(Stored data)
++++++++++++++++++++
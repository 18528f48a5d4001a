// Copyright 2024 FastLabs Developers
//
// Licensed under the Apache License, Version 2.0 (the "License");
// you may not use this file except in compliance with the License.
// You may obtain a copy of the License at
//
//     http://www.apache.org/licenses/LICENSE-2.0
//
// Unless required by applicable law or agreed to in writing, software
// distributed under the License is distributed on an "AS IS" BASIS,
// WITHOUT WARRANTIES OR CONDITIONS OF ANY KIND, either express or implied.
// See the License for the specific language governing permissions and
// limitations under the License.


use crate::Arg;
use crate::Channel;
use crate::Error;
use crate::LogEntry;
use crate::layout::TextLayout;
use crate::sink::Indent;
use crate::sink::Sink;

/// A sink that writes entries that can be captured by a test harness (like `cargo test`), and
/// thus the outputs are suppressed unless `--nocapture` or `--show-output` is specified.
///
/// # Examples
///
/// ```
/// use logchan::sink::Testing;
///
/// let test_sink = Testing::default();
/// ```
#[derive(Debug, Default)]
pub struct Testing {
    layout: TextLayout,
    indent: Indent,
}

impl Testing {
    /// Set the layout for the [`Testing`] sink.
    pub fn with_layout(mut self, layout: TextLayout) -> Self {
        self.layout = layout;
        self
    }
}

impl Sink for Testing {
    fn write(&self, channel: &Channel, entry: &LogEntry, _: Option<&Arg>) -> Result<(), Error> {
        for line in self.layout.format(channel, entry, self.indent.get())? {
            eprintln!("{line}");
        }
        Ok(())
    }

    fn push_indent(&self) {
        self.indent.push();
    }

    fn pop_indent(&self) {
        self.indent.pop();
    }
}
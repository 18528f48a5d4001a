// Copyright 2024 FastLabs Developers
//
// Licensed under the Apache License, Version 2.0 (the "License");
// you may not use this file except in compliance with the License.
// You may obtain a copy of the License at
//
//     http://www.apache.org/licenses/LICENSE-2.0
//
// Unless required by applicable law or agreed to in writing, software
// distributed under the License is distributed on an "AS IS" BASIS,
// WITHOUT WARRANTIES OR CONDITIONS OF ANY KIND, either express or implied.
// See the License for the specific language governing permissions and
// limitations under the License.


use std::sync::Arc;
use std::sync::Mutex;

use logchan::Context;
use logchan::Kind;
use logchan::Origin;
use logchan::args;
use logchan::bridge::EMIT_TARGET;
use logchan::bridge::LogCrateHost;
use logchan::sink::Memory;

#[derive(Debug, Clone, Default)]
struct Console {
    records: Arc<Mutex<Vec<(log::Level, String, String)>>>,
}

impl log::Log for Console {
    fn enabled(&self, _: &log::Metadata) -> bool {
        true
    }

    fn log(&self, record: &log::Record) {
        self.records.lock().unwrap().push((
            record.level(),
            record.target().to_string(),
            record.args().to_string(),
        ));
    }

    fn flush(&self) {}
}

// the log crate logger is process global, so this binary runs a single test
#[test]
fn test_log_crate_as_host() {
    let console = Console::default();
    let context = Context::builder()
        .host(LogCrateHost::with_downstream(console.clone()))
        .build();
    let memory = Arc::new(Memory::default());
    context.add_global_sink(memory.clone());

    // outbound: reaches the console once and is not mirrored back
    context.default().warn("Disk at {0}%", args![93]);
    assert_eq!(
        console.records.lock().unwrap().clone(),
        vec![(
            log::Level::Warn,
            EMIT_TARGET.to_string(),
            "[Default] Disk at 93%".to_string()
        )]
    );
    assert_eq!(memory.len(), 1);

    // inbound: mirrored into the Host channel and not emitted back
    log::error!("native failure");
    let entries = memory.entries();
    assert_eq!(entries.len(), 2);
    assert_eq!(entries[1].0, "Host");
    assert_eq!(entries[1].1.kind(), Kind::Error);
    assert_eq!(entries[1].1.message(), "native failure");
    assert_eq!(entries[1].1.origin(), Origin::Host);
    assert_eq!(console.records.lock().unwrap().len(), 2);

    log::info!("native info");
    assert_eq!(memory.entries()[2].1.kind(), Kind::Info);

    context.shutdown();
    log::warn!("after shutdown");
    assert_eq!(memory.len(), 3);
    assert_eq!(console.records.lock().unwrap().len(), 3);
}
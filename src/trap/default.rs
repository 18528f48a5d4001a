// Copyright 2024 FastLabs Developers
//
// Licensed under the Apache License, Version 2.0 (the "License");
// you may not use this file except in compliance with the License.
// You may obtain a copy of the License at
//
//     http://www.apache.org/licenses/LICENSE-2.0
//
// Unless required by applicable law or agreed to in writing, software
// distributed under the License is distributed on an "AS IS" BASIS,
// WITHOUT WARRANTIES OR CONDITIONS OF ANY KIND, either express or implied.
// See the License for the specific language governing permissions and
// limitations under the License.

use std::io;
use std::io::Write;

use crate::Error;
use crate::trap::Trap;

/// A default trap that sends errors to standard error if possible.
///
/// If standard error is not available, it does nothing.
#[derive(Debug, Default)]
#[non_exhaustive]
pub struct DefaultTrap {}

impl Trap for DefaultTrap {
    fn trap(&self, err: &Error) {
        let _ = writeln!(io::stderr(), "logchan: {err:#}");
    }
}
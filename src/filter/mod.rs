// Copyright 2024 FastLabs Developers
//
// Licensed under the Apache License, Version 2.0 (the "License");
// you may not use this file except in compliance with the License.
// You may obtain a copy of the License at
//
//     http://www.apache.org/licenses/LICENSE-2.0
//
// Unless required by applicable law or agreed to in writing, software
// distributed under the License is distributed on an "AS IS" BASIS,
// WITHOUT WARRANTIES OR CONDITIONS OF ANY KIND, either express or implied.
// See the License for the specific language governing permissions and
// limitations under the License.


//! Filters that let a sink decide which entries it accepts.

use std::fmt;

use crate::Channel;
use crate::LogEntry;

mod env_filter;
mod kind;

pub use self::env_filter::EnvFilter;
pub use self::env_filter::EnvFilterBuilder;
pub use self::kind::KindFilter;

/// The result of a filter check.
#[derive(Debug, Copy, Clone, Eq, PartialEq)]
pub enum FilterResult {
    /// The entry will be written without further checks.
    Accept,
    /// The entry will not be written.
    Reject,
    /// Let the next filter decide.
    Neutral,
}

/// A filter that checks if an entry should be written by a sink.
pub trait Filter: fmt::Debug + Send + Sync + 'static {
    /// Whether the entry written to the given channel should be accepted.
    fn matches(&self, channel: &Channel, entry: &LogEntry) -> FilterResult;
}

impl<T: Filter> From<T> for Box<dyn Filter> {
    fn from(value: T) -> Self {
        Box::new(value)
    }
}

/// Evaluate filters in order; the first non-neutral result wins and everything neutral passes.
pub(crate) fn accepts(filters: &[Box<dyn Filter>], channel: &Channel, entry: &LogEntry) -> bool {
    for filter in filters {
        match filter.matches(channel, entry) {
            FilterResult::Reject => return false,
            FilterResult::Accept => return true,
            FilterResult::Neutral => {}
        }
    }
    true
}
++++++++++++++++++++
Prompt:
Look through the entries and return every line where "logchan" appears.

Final answer:
/// use logchan::sink::Testing;
use logchan::Context;
use logchan::Kind;
use logchan::Origin;
use logchan::args;
use logchan::bridge::EMIT_TARGET;
use logchan::bridge::LogCrateHost;
use logchan::sink::Memory;
        let _ = writeln!(io::stderr(), "logchan: {err:#}");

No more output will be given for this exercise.